1928 Carmarthen by-election

The 1928 Carmarthen by-election was a parliamentary by-election held for the British House of Commons constituency of Carmarthen in West Wales on 28 June 1928.

VacancyEdit

The seat had become vacant when the constituency's Member of Parliament Alfred Mond had been elevated to the peerage as Baron Melchett.

Mond had held the seat since his election as a Liberal at the by-election in August 1924, and had been re-elected at the general election in October 1924 with a hefty majority over his only opponent, the Labour Party candidate Rev E.T. Owen. He defected to the Conservative Party in 1926 over the issue of land policy and David Lloyd George's proposal in the October 1925 publication Land and the Nation (also known as the Green Book) that some agricultural land be nationalised.

CandidatesEdit

Three candidates contested the by-election.

After Mond's defection, the local Liberals had held an election to choose a successor to him to stand at the next election. This was initially contested by six candidates but four withdrew and the choice was between the businessman and soldier William Nathaniel Jones and Richard Thomas Evans of Cardiff.
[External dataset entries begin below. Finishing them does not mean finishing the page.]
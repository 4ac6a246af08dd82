use crate::domain::account::{Account, Address, Amount};
use crate::domain::ports::{ErrorClass, LedgerStore, LedgerStoreRef, LedgerTransaction};
use crate::domain::transfer::{NewTransfer, TransferRecord};
use crate::error::{LedgerError, Result, StoreError};
use rand::rngs::StdRng;
use rand::{Rng, SeedableRng};
use std::sync::Mutex;
use std::time::Duration;
use tokio::time::Instant;
use tracing::{debug, warn};

/// Bounded retry schedule for transient lock conflicts.
#[derive(Debug, Clone, Copy, PartialEq, Eq)]
pub struct RetryPolicy {
    /// Total attempts, including the first one. Always at least 1.
    pub max_attempts: u32,
    /// Linear backoff step: the wait after attempt `n` starts at `base_backoff * n`.
    pub base_backoff: Duration,
    /// Upper bound (exclusive) of the random jitter added to every wait.
    pub max_jitter: Duration,
}

impl Default for RetryPolicy {
    fn default() -> Self {
        Self {
            max_attempts: 10,
            base_backoff: Duration::from_millis(15),
            max_jitter: Duration::from_millis(15),
        }
    }
}

impl RetryPolicy {
    /// Wait before retrying after failed attempt `attempt` (1-based).
    pub fn backoff<R: Rng>(&self, attempt: u32, rng: &mut R) -> Duration {
        let jitter_ms = self.max_jitter.as_millis() as u64;
        let jitter = if jitter_ms == 0 {
            Duration::ZERO
        } else {
            Duration::from_millis(rng.gen_range(0..jitter_ms))
        };
        self.base_backoff.saturating_mul(attempt) + jitter
    }
}

/// Why a single attempt did not commit.
enum AttemptError {
    /// Business outcome; final, never retried.
    Rejected(LedgerError),
    /// Storage failure; the store's classifier decides whether to retry.
    Store(StoreError),
}

impl From<StoreError> for AttemptError {
    fn from(err: StoreError) -> Self {
        Self::Store(err)
    }
}

/// Moves value between two wallets.
///
/// Each attempt runs in one store transaction that locks both rows in ascending address
/// order, so two transfers over the same pair (in either direction) always request their
/// locks in the same sequence. Transient store conflicts restart the whole attempt after a
/// growing, jittered backoff, up to [`RetryPolicy::max_attempts`].
pub struct TransferEngine {
    store: LedgerStoreRef,
    policy: RetryPolicy,
    rng: Mutex<StdRng>,
}

impl TransferEngine {
    pub fn new(store: LedgerStoreRef, policy: RetryPolicy) -> Self {
        Self::with_rng(store, policy, StdRng::from_entropy())
    }

    /// Creates an engine with an explicit jitter source, for reproducible schedules.
    pub fn with_rng(store: LedgerStoreRef, policy: RetryPolicy, rng: StdRng) -> Self {
        Self {
            store,
            policy: RetryPolicy {
                max_attempts: policy.max_attempts.max(1),
                ..policy
            },
            rng: Mutex::new(rng),
        }
    }

    pub fn policy(&self) -> &RetryPolicy {
        &self.policy
    }

    /// Transfers `amount` minor units from `from` to `to`.
    ///
    /// Validation happens before any storage access. If `deadline` passes while waiting for
    /// a row lock or between retries, the attempt is abandoned (its transaction rolled back)
    /// and [`LedgerError::Timeout`] is returned.
    #[tracing::instrument(skip_all, fields(from = %from, to = %to, amount = amount))]
    pub async fn transfer(
        &self,
        from: &Address,
        to: &Address,
        amount: i64,
        deadline: Option<Instant>,
    ) -> Result<TransferRecord> {
        if from == to {
            return Err(LedgerError::SameAddress);
        }
        let amount = Amount::new(amount)?;

        let max_attempts = self.policy.max_attempts;
        for attempt in 1..=max_attempts {
            if deadline.is_some_and(|d| Instant::now() >= d) {
                return Err(LedgerError::Timeout);
            }

            let outcome = match deadline {
                Some(d) => tokio::time::timeout_at(d, self.attempt(from, to, amount))
                    .await
                    .map_err(|_| LedgerError::Timeout)?,
                None => self.attempt(from, to, amount).await,
            };

            let err = match outcome {
                Ok(record) => {
                    debug!(attempt, id = record.id, "transfer committed");
                    return Ok(record);
                }
                Err(AttemptError::Rejected(err)) => {
                    debug!(attempt, error = %err, "transfer rejected");
                    return Err(err);
                }
                Err(AttemptError::Store(err)) => err,
            };

            if self.store.classify(&err) == ErrorClass::Fatal {
                return Err(LedgerError::Internal(err));
            }
            if attempt == max_attempts {
                warn!(attempts = attempt, error = %err, "transfer retry budget exhausted");
                break;
            }

            let delay = self.next_backoff(attempt);
            warn!(attempt, ?delay, error = %err, "transient lock conflict, retrying");
            match deadline {
                Some(d) if Instant::now() + delay >= d => {
                    tokio::time::sleep_until(d).await;
                    return Err(LedgerError::Timeout);
                }
                _ => tokio::time::sleep(delay).await,
            }
        }

        Err(LedgerError::ContentionExhausted {
            attempts: max_attempts,
        })
    }

    fn next_backoff(&self, attempt: u32) -> Duration {
        match self.rng.lock() {
            Ok(mut rng) => self.policy.backoff(attempt, &mut *rng),
            Err(poisoned) => self.policy.backoff(attempt, &mut *poisoned.into_inner()),
        }
    }

    async fn attempt(
        &self,
        from: &Address,
        to: &Address,
        amount: Amount,
    ) -> std::result::Result<TransferRecord, AttemptError> {
        let store: &dyn LedgerStore = &*self.store;
        let mut tx = store.begin().await?;

        match apply(tx.as_mut(), from, to, amount).await {
            Ok(record) => {
                tx.commit().await?;
                Ok(record)
            }
            Err(err) => {
                if let Err(rollback_err) = tx.rollback().await {
                    warn!(error = %rollback_err, "rollback failed");
                }
                Err(err)
            }
        }
    }
}

/// Returns the pair in lock order (ascending address), regardless of transfer direction.
pub fn lock_order(a: &Address, b: &Address) -> [Address; 2] {
    if a <= b {
        [a.clone(), b.clone()]
    } else {
        [b.clone(), a.clone()]
    }
}

async fn apply(
    tx: &mut (dyn LedgerTransaction + '_),
    from: &Address,
    to: &Address,
    amount: Amount,
) -> std::result::Result<TransferRecord, AttemptError> {
    let rows = tx.lock_accounts(&lock_order(from, to)).await?;
    if rows.len() < 2 {
        return Err(AttemptError::Rejected(LedgerError::WalletNotFound));
    }

    let sender = find(&rows, from)?;
    let receiver = find(&rows, to)?;
    if sender < amount.value() {
        return Err(AttemptError::Rejected(LedgerError::InsufficientFunds {
            available: sender,
            requested: amount.value(),
        }));
    }
    let credited = receiver.checked_add(amount.value()).ok_or_else(|| {
        StoreError::ConstraintViolation(format!("balance of {to} would overflow"))
    })?;

    tx.set_balance(from, sender - amount.value()).await?;
    tx.set_balance(to, credited).await?;
    let record = tx
        .append_transfer(NewTransfer {
            from: from.clone(),
            to: to.clone(),
            amount,
        })
        .await?;
    Ok(record)
}

fn find(rows: &[Account], address: &Address) -> std::result::Result<i64, AttemptError> {
    rows.iter()
        .find(|row| &row.address == address)
        .map(|row| row.balance)
        .ok_or(AttemptError::Rejected(LedgerError::WalletNotFound))
}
Jones won in a close contest by 149 votes to 147, having made clear he was an opponent of the Green Book land policy whereas Evans, who had worked closely with Lloyd George on other Liberal policies, was in favour.[1]

The Conservatives had not fielded a candidate in 1924, and Mond had won easily in a straight fight with Labour. However this time, they put up the barrister, Sir Courtenay Mansel, another defector from the Liberal Party in 1926 who had been MP for Penryn and Falmouth from 1922 to 1923 but who had local connections in Carmarthenshire and was also a Justice of the Peace there.

The Labour Party nominated Major Daniel Hopkin MC, a barrister who had been born in South Wales but educated locally at Carmarthen College.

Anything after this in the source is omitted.